3 Great New Cookbooks to Check Out Right Now
Make room on the shelf for a new dinner manual, a perfect pasta primer, and the return of a soul food legend
I have a problem with books. I have too many. Correction: I have many. (One can never have too many.) The shelves have long been filled, and now every other surface in my house is covered with them. The windowsills. The floors. The tables. I think of it as less a Homer and Langley situation, and more a semi-organized maze of chaos that extends to the kitchen. Because I can't pile books on the counters (too risky with the amount of coffee and olive oil being flung around each day), my cookbook collection is limited to the existing shelves along one wall. So, usually, when a new cookbook comes in, one must go out.
And I just acquired three new ones: Back Pocket Pasta by Colu Henry, a beautiful, oversized volume dedicated purely to pasta and its breezy ease. Colu is one of the most energetic, passionate people you'll ever meet—in person and on the page—and the photos by Peden + Munk translate her incandescence. Some brilliant highlights: Smoky garganaelli alla vodka (the book is worth all $28 just for this star), ramp & hazelnut pesto (hello, spring), and porchetta pasta (harness this for winter's end comfort). PLUS, my favorite wine writer (and editor mentor) Talia Baiocchi guest stars with a short list of back pocket wines and weeknight drinking.
Then there's Dinner by Melissa Clark.

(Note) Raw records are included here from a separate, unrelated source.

use core::fmt;

/// Validation errors raised at kernel construction or adapter binding time.
///
/// These cover every invalid-parameter case: out-of-range cutoffs, unordered
/// frequency grids, mismatched lengths, even-length kernels where odd ones are
/// required. No partial output is ever produced alongside one.
#[derive(Debug, Clone, PartialEq, Eq)]
pub enum ConfigError {
    /// A required input or configuration field is empty.
    EmptyInput {
        /// Name of the argument that is empty.
        arg: &'static str,
    },
    /// A configuration argument value is invalid.
    InvalidArgument {
        /// Name of the argument.
        arg: &'static str,
        /// Human readable reason.
        reason: &'static str,
    },
    /// A contiguous 1D slice view could not be obtained.
    NonContiguous {
        /// Name of the argument that is non-contiguous.
        arg: &'static str,
    },
    /// Output/input lengths did not match required shape.
    LengthMismatch {
        /// Name of the argument.
        arg: &'static str,
        /// Required length.
        expected: usize,
        /// Received length.
        got: usize,
    },
}

impl fmt::Display for ConfigError {
    fn fmt(&self, f: &mut fmt::Formatter<'_>) -> fmt::Result {
        match self {
            ConfigError::EmptyInput { arg } => write!(f, "Input `{arg}` was empty."),
            ConfigError::InvalidArgument { arg, reason } => {
                write!(f, "Invalid argument `{arg}`: {reason}")
            }
            ConfigError::NonContiguous { arg } => {
                write!(f, "Argument `{arg}` is not contiguous in memory.")
            }
            ConfigError::LengthMismatch { arg, expected, got } => {
                write!(
                    f,
                    "Length mismatch on `{arg}`. Expected {expected}, got {got}."
                )
            }
        }
    }
}

impl std::error::Error for ConfigError {}

/// Runtime invariant violations for checked kernel entrypoints.
///
/// Raised when the input data itself is inconsistent (a complex root without
/// its conjugate, a kernel with a null at its normalization frequency) or when
/// a numeric collaborator gives up.
#[derive(Debug, Clone, PartialEq, Eq)]
pub enum ExecInvariantViolation {
    /// An execution precondition was violated.
    InvalidState {
        /// Human readable reason.
        reason: &'static str,
    },
    /// Output length mismatched the expected runtime shape.
    LengthMismatch {
        /// Name of the argument.
        arg: &'static str,
        /// Required length.
        expected: usize,
        /// Received length.
        got: usize,
    },
    /// Adapter binding/configuration failure.
    Config(ConfigError),
    /// A numeric core routine failed.
    Core(fbank_core::Error),
}

impl From<ConfigError> for ExecInvariantViolation {
    fn from(value: ConfigError) -> Self {
        Self::Config(value)
    }
}

impl From<fbank_core::Error> for ExecInvariantViolation {
    fn from(value: fbank_core::Error) -> Self {
        Self::Core(value)
    }
}

impl fmt::Display for ExecInvariantViolation {
    fn fmt(&self, f: &mut fmt::Formatter<'_>) -> fmt::Result {
        match self {
            ExecInvariantViolation::InvalidState { reason } => {
                write!(f, "Execution invariant violation: {reason}")
            }
            ExecInvariantViolation::LengthMismatch { arg, expected, got } => {
                write!(
                    f,
                    "Execution length mismatch on `{arg}`. Expected {expected}, got {got}."
                )
            }
            ExecInvariantViolation::Config(err) => write!(f, "{err}"),
            ExecInvariantViolation::Core(err) => write!(f, "{err}"),
        }
    }
}

impl std::error::Error for ExecInvariantViolation {
    fn source(&self) -> Option<&(dyn std::error::Error + 'static)> {
        match self {
            ExecInvariantViolation::Config(err) => Some(err),
            ExecInvariantViolation::Core(err) => Some(err),
            _ => None,
        }
    }
}

#[cfg(test)]
mod tests {
    use super::*;

    #[test]
    fn config_errors_render_argument_names() {
        let err = ConfigError::LengthMismatch {
            arg: "imag",
            expected: 4,
            got: 3,
        };
        assert_eq!(
            err.to_string(),
            "Length mismatch on `imag`. Expected 4, got 3."
        );
    }

    #[test]
    fn exec_violation_wraps_config_and_core_errors() {
        let wrapped: ExecInvariantViolation = ConfigError::EmptyInput { arg: "poles" }.into();
        assert_eq!(
            wrapped,
            ExecInvariantViolation::Config(ConfigError::EmptyInput { arg: "poles" })
        );
        assert!(std::error::Error::source(&wrapped).is_some());

        let core: ExecInvariantViolation = fbank_core::Error::Conv {
            reason: "kernel too long".to_string(),
        }
        .into();
        assert_eq!(core.to_string(), "Convolution failed: kernel too long");
    }
}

The New York Times' ace who's been churning out not-boring, near-perfect recipes for a decade, Clark's book is the new bible in my kitchen. I've already made a dozen recipes including simple, spiced fish tacos with red cabbage slaw, herb-marinated steak with lemon, and roasted winter vegetables with buttermilk dressing. If you're bored with your repertoire, Clark's modern rolodex of American cookery will be relevant for at least the next decade.
And finally Princess Pamela's Soul Food Cookbook. This lady was a legend in downtown New York's East Village. Of the Great Migration generation, Pamela Strobel cooked at a moment when recipes were written for cooks who didn't need much handholding. Her brown coconut pie is presented without a pie crust, her fried chicken recipes is fewer than 100 words. Even more satisfying than her straightforward recipes is the poetry that accompanies them. This thick, thoughtfully-designed new tome, part of the Lee Brothers' new imprint, is worth picking up as a document of an era when cooking was a testament to regional identity.
The bad news is in all of this, is that three old books must go.